Fecha de publicación: 22/04/2015
Fuente: Wipo tomato
The invention discloses a tomato-carrot lactic acid fermentation beverage. The beverage comprises the following preparation raw materials: a tomato-carrot slurry mixture, oligosaccharide, a stabilizer and lactic acid bacteria, wherein the addition amounts of the oligosaccharide and the stabilizer are respectively 0.1-1 percent and 0.01-0.5 percent of the mass of the tomato-carrot slurry mixture; the tomato-carrot slurry mixture comprises carrot primary pulp and tomato primary pulp; and the volume ratio of the carrot primary pulp to the tomato primary pulp is (5-8) to (2-5).

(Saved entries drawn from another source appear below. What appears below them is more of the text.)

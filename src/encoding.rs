//! Base-91 encoding for compressed APRS fields.
//!
//! APRS packs latitude, longitude and telemetry values into short runs of
//! printable characters using a radix-91 numeral system. Each digit is
//! `value % 91 + 33`, so the alphabet is `'!'` (0) through `'{'` (90), most
//! significant digit first.
//!
//! ## Functions
//!
//! - [`base91_encode`]: Encodes a value into a fixed-width array
//! - [`base91_encode_into`]: Encodes a value into a caller-provided slice
//! - [`base91_decode`]: Recovers the value from its digits
//!
//! ## Limitations
//!
//! - Encoding keeps only the low `width` digits: a value of `91^width` or
//!   more silently loses its high-order part. This is a precision limit of
//!   the field, not an error.

use crate::consts::{BASE91_OFFSET, BASE91_RADIX};

/// Highest valid Base-91 character (`'{'`).
pub const BASE91_MAX_CHAR: u8 = BASE91_OFFSET + (BASE91_RADIX as u8) - 1;

/// Encodes `value` as exactly `W` Base-91 characters.
///
/// # Example
/// ```rust
/// use habtx::encoding::base91_encode;
///
/// assert_eq!(&base91_encode::<2>(8280), b"{{");
/// assert_eq!(&base91_encode::<4>(0), b"!!!!");
/// ```
pub fn base91_encode<const W: usize>(value: u32) -> [u8; W] {
    let mut out = [0u8; W];
    base91_encode_into(&mut out, value);
    out
}

/// Fills `out` right to left with the Base-91 digits of `value`.
///
/// The width of the field is `out.len()`.
pub fn base91_encode_into(out: &mut [u8], value: u32) {
    let mut v = value;
    for digit in out.iter_mut().rev() {
        *digit = (v % BASE91_RADIX) as u8 + BASE91_OFFSET;
        v /= BASE91_RADIX;
    }
}

/// Decodes Base-91 digits back into a value.
///
/// # Returns
/// `None` if any character is outside `'!'..='{'` or the value overflows a
/// `u32`.
pub fn base91_decode(digits: &[u8]) -> Option<u32> {
    digits.iter().try_fold(0u32, |acc, &c| {
        if !(BASE91_OFFSET..=BASE91_MAX_CHAR).contains(&c) {
            return None;
        }
        acc.checked_mul(BASE91_RADIX)?
            .checked_add(u32::from(c - BASE91_OFFSET))
    })
}

#[cfg(test)]
mod tests {
    use super::*;

    #[test]
    fn test_encode_is_most_significant_first() {
        // 91 = "10" in base 91
        assert_eq!(&base91_encode::<2>(91), b"\"!");
        assert_eq!(&base91_encode::<3>(91 * 91 + 2), b"\"!#");
    }

    #[test]
    fn test_encode_drops_high_order_digits() {
        assert_eq!(base91_encode::<2>(91 * 91), base91_encode::<2>(0));
        assert_eq!(base91_encode::<1>(92), base91_encode::<1>(1));
    }

    #[test]
    fn test_round_trip_within_range() {
        for v in (0..91 * 91 * 91).step_by(97) {
            assert_eq!(base91_decode(&base91_encode::<3>(v)), Some(v));
        }
        let max = 91u32.pow(4) - 1;
        assert_eq!(&base91_encode::<4>(max), b"{{{{");
        assert_eq!(base91_decode(&base91_encode::<4>(max)), Some(max));
    }

    #[test]
    fn test_decode_rejects_characters_outside_alphabet() {
        assert_eq!(base91_decode(b"!|"), None);
        assert_eq!(base91_decode(b" !"), None);
        assert_eq!(base91_decode(b""), Some(0));
    }

    #[test]
    fn test_encode_into_uses_slice_width() {
        let mut buf = [0u8; 5];
        base91_encode_into(&mut buf[1..4], 1);
        assert_eq!(&buf, b"\0!!\"\0");
    }
}
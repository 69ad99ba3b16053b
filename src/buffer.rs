//! Transmit buffers handed from the application to a transmitter.
//!
//! A [`TxBuffer`] is moved into a transmitter on submission, so the producer
//! cannot touch the bytes while they are being sent. The transmitter reads it
//! front to back and drops it once the last byte has been taken. Two storage
//! modes exist:
//!
//! - [`TxData::Ram`]: a fixed-capacity `heapless::Vec`, filled at run time
//! - [`TxData::Flash`]: a `&'static [u8]`, for constant text that lives in
//!   read-only storage and is never copied

use core::fmt;

use heapless::Vec;

use crate::consts::TX_BUF_LEN;
use crate::error::Error;
use crate::writer::write_bounded;

/// Backing storage of a [`TxBuffer`].
#[derive(Debug, Clone, PartialEq, Eq)]
pub enum TxData {
    /// Bytes copied into RAM.
    Ram(Vec<u8, TX_BUF_LEN>),
    /// Bytes in static read-only storage.
    Flash(&'static [u8]),
}

/// A message owned by a transmitter while it is being sent.
#[derive(Debug, Clone, PartialEq, Eq)]
pub struct TxBuffer {
    data: TxData,
    pos: usize,
}

impl TxBuffer {
    /// Takes ownership of a RAM vector.
    pub fn ram(bytes: Vec<u8, TX_BUF_LEN>) -> Self {
        Self {
            data: TxData::Ram(bytes),
            pos: 0,
        }
    }

    /// Copies `bytes` into a RAM buffer.
    ///
    /// # Errors
    /// [`Error::CapacityExceeded`] if `bytes` is longer than [`TX_BUF_LEN`].
    pub fn copy_from(bytes: &[u8]) -> Result<Self, Error> {
        let v = Vec::from_slice(bytes).map_err(|_| Error::CapacityExceeded {
            needed: bytes.len(),
            capacity: TX_BUF_LEN,
        })?;
        Ok(Self::ram(v))
    }

    /// Formats `args` straight into a RAM buffer.
    ///
    /// # Errors
    /// [`Error::CapacityExceeded`] if the text is longer than [`TX_BUF_LEN`].
    pub fn format(args: fmt::Arguments<'_>) -> Result<Self, Error> {
        let mut raw = Vec::new();
        // Capacity is exactly TX_BUF_LEN, so this cannot fail.
        let _ = raw.resize(TX_BUF_LEN, 0);
        let len = write_bounded(&mut raw, args)?;
        raw.truncate(len);
        Ok(Self::ram(raw))
    }

    /// Borrows constant bytes from static storage.
    pub const fn flash(bytes: &'static [u8]) -> Self {
        Self {
            data: TxData::Flash(bytes),
            pos: 0,
        }
    }

    /// Borrows a constant string from static storage.
    pub const fn flash_str(s: &'static str) -> Self {
        Self::flash(s.as_bytes())
    }

    fn bytes(&self) -> &[u8] {
        match &self.data {
            TxData::Ram(v) => v.as_slice(),
            TxData::Flash(s) => *s,
        }
    }

    /// Total length of the message.
    pub fn len(&self) -> usize {
        self.bytes().len()
    }

    /// Whether the message has no bytes at all.
    pub fn is_empty(&self) -> bool {
        self.len() == 0
    }

    /// Bytes not yet taken by the transmitter.
    pub fn remaining(&self) -> usize {
        self.len() - self.pos
    }

    /// The storage mode of this buffer.
    pub fn data(&self) -> &TxData {
        &self.data
    }

    /// Takes the next byte, advancing the read position.
    pub(crate) fn next_byte(&mut self) -> Option<u8> {
        let b = self.bytes().get(self.pos).copied()?;
        self.pos += 1;
        Some(b)
    }
}

impl From<&'static str> for TxBuffer {
    fn from(s: &'static str) -> Self {
        Self::flash_str(s)
    }
}

impl From<Vec<u8, TX_BUF_LEN>> for TxBuffer {
    fn from(v: Vec<u8, TX_BUF_LEN>) -> Self {
        Self::ram(v)
    }
}
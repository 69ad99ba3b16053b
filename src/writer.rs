//! Bounded text formatting into fixed byte buffers.
//!
//! [`SliceWriter`] implements [`core::fmt::Write`] over a `&mut [u8]`. It
//! never writes past the end of the slice; instead it keeps counting how many
//! bytes the formatted text would have needed so the caller can report an
//! exact [`Error::CapacityExceeded`].

use core::fmt;

use crate::error::Error;

/// A `fmt::Write` sink over a fixed slice.
#[derive(Debug)]
pub struct SliceWriter<'a> {
    buf: &'a mut [u8],
    written: usize,
    needed: usize,
}

impl<'a> SliceWriter<'a> {
    /// Wraps `buf`; nothing is written yet.
    pub fn new(buf: &'a mut [u8]) -> Self {
        Self {
            buf,
            written: 0,
            needed: 0,
        }
    }

    /// Bytes actually stored in the slice.
    pub fn written(&self) -> usize {
        self.written
    }

    /// Bytes the formatted text needs in total.
    ///
    /// Larger than [`written()`](SliceWriter::written) only after an overflow.
    pub fn needed(&self) -> usize {
        self.needed
    }

    /// Whether any text was cut off.
    pub fn overflowed(&self) -> bool {
        self.needed > self.written
    }
}

impl fmt::Write for SliceWriter<'_> {
    fn write_str(&mut self, s: &str) -> fmt::Result {
        let bytes = s.as_bytes();
        self.needed += bytes.len();
        if self.needed > self.buf.len() {
            return Err(fmt::Error);
        }
        self.buf[self.written..self.needed].copy_from_slice(bytes);
        self.written = self.needed;
        Ok(())
    }
}

/// Formats `args` into `buf`.
///
/// # Returns
/// - `Ok(len)`: the number of bytes written
/// - `Err(Error::CapacityExceeded)`: the text did not fit; the contents of
///   `buf` are unspecified and must not be used
pub fn write_bounded(buf: &mut [u8], args: fmt::Arguments<'_>) -> Result<usize, Error> {
    let capacity = buf.len();
    let mut w = SliceWriter::new(buf);
    if fmt::write(&mut w, args).is_err() || w.overflowed() {
        // fmt::write stops at the first failing piece; count the rest.
        let mut counter = LenCounter(0);
        let _ = fmt::write(&mut counter, args);
        return Err(Error::CapacityExceeded {
            needed: counter.0,
            capacity,
        });
    }
    Ok(w.written())
}

struct LenCounter(usize);

impl fmt::Write for LenCounter {
    fn write_str(&mut self, s: &str) -> fmt::Result {
        self.0 += s.len();
        Ok(())
    }
}
//! RTTY (asynchronous FSK) transmitter.
//!
//! This module provides [`RttyTransmitter`], an 8-N-1 asynchronous serial
//! framer that keys a radio between two fixed tones through a pair of digital
//! outputs: one selects the mark tone, the other the space tone.
//!
//! Each character goes out as a start bit (space), eight data bits LSB first
//! and one or two stop bits (mark). When the buffer is empty the line idles at
//! mark. There is no bit-stuffing and no checksum at this layer; framing is
//! purely structural.
//!
//! ## Example
//!
//! ```rust
//! # use embedded_hal_mock::eh1::digital::{Mock as Pin, State as PinState, Transaction as PinTransaction};
//! use habtx::modem::Modem;
//! use habtx::rtty::{RttyConfig, RttyTransmitter};
//!
//! # let mark = Pin::new(&[PinTransaction::set(PinState::High)]);
//! # let space = Pin::new(&[PinTransaction::set(PinState::Low)]);
//! # let enable = Pin::new(&[PinTransaction::set(PinState::Low), PinTransaction::set(PinState::High)]);
//! let mut rtty = RttyTransmitter::new(mark, space, enable, RttyConfig::default());
//! rtty.enable(true);
//! assert!(rtty.try_submit("$$CALL,1\n".into()).is_ok());
//! // rtty.tick() is now called once per bit period by a timer interrupt
//! # rtty.mark.done();
//! # rtty.space.done();
//! # rtty.enable.done();
//! ```

use embedded_hal::digital::{OutputPin, PinState};

use crate::buffer::TxBuffer;
use crate::error::Error;
use crate::modem::Modem;
use crate::timer::samples_per_bit;

/// Number of stop bits closing each character.
#[derive(Debug, Clone, Copy, PartialEq, Eq, Default)]
#[cfg_attr(feature = "defmt-0-3", derive(defmt::Format))]
pub enum StopBits {
    /// 8-N-1.
    #[default]
    One,
    /// 8-N-2, easier for receivers to resynchronise at low baud rates.
    Two,
}

impl StopBits {
    fn count(self) -> u8 {
        match self {
            StopBits::One => 1,
            StopBits::Two => 2,
        }
    }
}

/// Static configuration of an [`RttyTransmitter`].
#[derive(Debug, Clone, Copy, PartialEq, Eq)]
#[cfg_attr(feature = "defmt-0-3", derive(defmt::Format))]
pub struct RttyConfig {
    /// Number of `tick()` calls per bit. `1` when the timer runs at the baud rate.
    pub ticks_per_bit: u16,
    /// Stop bits per character.
    pub stop_bits: StopBits,
    /// Drive the enable output LOW to switch the radio on.
    pub enable_inverted: bool,
}

impl Default for RttyConfig {
    fn default() -> Self {
        Self {
            ticks_per_bit: 1,
            stop_bits: StopBits::One,
            enable_inverted: false,
        }
    }
}

impl RttyConfig {
    /// Builds a configuration for a timer ticking at `tick_hz`.
    ///
    /// # Errors
    /// [`Error::TickRate`] if `tick_hz` is not a whole multiple of `baud`.
    pub fn from_rates(tick_hz: u32, baud: u32, stop_bits: StopBits) -> Result<Self, Error> {
        Ok(Self {
            ticks_per_bit: samples_per_bit(tick_hz, baud)?,
            stop_bits,
            enable_inverted: false,
        })
    }
}

/// Which part of a character is currently on the line.
#[derive(Debug, Clone, Copy, PartialEq, Eq, Default)]
#[cfg_attr(feature = "defmt-0-3", derive(defmt::Format))]
pub enum RttyState {
    /// Nothing to send; the line rests at mark.
    #[default]
    Idle,
    /// Start bit (space).
    Start,
    /// Data bit `n` (0 = least significant).
    Data(u8),
    /// Stop bit `n` (mark).
    Stop(u8),
}

/// A tick-driven 8-N-1 RTTY transmitter.
///
/// ## Type Parameters
///
/// - `MARK`: output selecting the mark (upper) tone
/// - `SPACE`: output selecting the space (lower) tone
/// - `EN`: output gating the transmitter stage
///
/// ## Notes
///
/// - Call [`tick()`](Modem::tick) from a timer interrupt at
///   `baud * ticks_per_bit` Hz. The transmitter runs continuously; when there
///   is nothing to send it holds mark.
/// - The buffer is released as soon as its last byte is loaded into the shift
///   register, so [`is_busy()`](Modem::is_busy) turns false while that last
///   character is still on the line.
#[derive(Debug)]
pub struct RttyTransmitter<MARK, SPACE, EN>
where
    MARK: OutputPin,
    SPACE: OutputPin,
    EN: OutputPin,
{
    /// Mark tone output
    pub mark: MARK,
    /// Space tone output
    pub space: SPACE,
    /// Output stage enable
    pub enable: EN,
    config: RttyConfig,
    enabled: bool,
    state: RttyState,
    shift: u8,
    tick_counter: u16,
    buf: Option<TxBuffer>,

    /// Counter of messages whose last byte has been taken from the buffer.
    pub tx_good: u16,
}

impl<MARK, SPACE, EN> RttyTransmitter<MARK, SPACE, EN>
where
    MARK: OutputPin,
    SPACE: OutputPin,
    EN: OutputPin,
{
    /// Creates a transmitter with the line at mark and the output stage off.
    pub fn new(mark: MARK, space: SPACE, enable: EN, config: RttyConfig) -> Self {
        let mut tx = Self {
            mark,
            space,
            enable,
            config,
            enabled: true,
            state: RttyState::Idle,
            shift: 0,
            tick_counter: 0,
            buf: None,
            tx_good: 0,
        };
        tx.write_bit(true);
        tx.enable(false);
        tx
    }

    fn write_bit(&mut self, bit: bool) {
        let _ = self.mark.set_state(PinState::from(bit));
        let _ = self.space.set_state(PinState::from(!bit));
    }

    /// Switches the output stage on or off.
    pub fn enable(&mut self, on: bool) {
        let level = if self.config.enable_inverted { !on } else { on };
        let _ = self.enable.set_state(PinState::from(level));
        self.enabled = on;
    }

    /// Whether the output stage is switched on.
    pub fn is_enabled(&self) -> bool {
        self.enabled
    }

    /// The part of the character currently on the line.
    pub fn state(&self) -> RttyState {
        self.state
    }

    /// Takes the next byte of the current message, releasing the buffer once
    /// it is drained.
    fn load_next(&mut self) -> RttyState {
        let Some(buf) = self.buf.as_mut() else {
            return RttyState::Idle;
        };
        let Some(byte) = buf.next_byte() else {
            self.buf = None;
            return RttyState::Idle;
        };
        if buf.remaining() == 0 {
            self.buf = None;
            self.tx_good = self.tx_good.wrapping_add(1);
            trace!("rtty: buffer drained");
        }
        self.shift = byte;
        RttyState::Start
    }

    /// Moves to the next bit of the frame and drives it onto the outputs.
    ///
    /// Called once per bit period, not once per tick.
    fn transmit_bit(&mut self) {
        self.state = match self.state {
            RttyState::Idle => self.load_next(),
            RttyState::Start => RttyState::Data(0),
            RttyState::Data(7) => RttyState::Stop(0),
            RttyState::Data(n) => RttyState::Data(n + 1),
            RttyState::Stop(n) if n + 1 < self.config.stop_bits.count() => RttyState::Stop(n + 1),
            RttyState::Stop(_) => self.load_next(),
        };
        let bit = match self.state {
            RttyState::Idle | RttyState::Stop(_) => true,
            RttyState::Start => false,
            RttyState::Data(n) => (self.shift >> n) & 1 != 0,
        };
        self.write_bit(bit);
    }
}

impl<MARK, SPACE, EN> Modem for RttyTransmitter<MARK, SPACE, EN>
where
    MARK: OutputPin,
    SPACE: OutputPin,
    EN: OutputPin,
{
    fn tick(&mut self) {
        // The line advances only every `ticks_per_bit` ticks
        self.tick_counter += 1;
        if self.tick_counter >= self.config.ticks_per_bit {
            self.tick_counter = 0;
            self.transmit_bit();
        }
    }

    fn try_submit(&mut self, buf: TxBuffer) -> Result<(), TxBuffer> {
        if self.is_busy() {
            return Err(buf);
        }
        if buf.remaining() > 0 {
            debug!("rtty: sending {} bytes", buf.remaining());
            self.buf = Some(buf);
        }
        Ok(())
    }

    fn remaining(&self) -> usize {
        self.buf.as_ref().map_or(0, TxBuffer::remaining)
    }

    fn is_active(&self) -> bool {
        self.buf.is_some() || self.state != RttyState::Idle
    }
}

The preparation method comprises the following steps: uniformly stirring and mixing the tomato-carrot slurry mixture and the oligosaccharide, adding lactic acid bacteria for fermenting, standing for 20-50 hours after fermenting, filtering and ageing, thereby obtaining the filtrate; regulating the sugar degree of the filtrate to be 5-15 brix, adding 0.01-0.5 percent of the stabilizer, homogenizing, thereby obtaining the tomato-carrot lactic acid fermentation beverage. The lactic acid fermentation beverage is strong in fruit flavor and fermentation aroma, the taste is moderate, the nutritional ingredients of the carrot and tomatoes are remained to the greatest degree, and the preparation method is simple and suitable for industrial production, and pollution is avoided.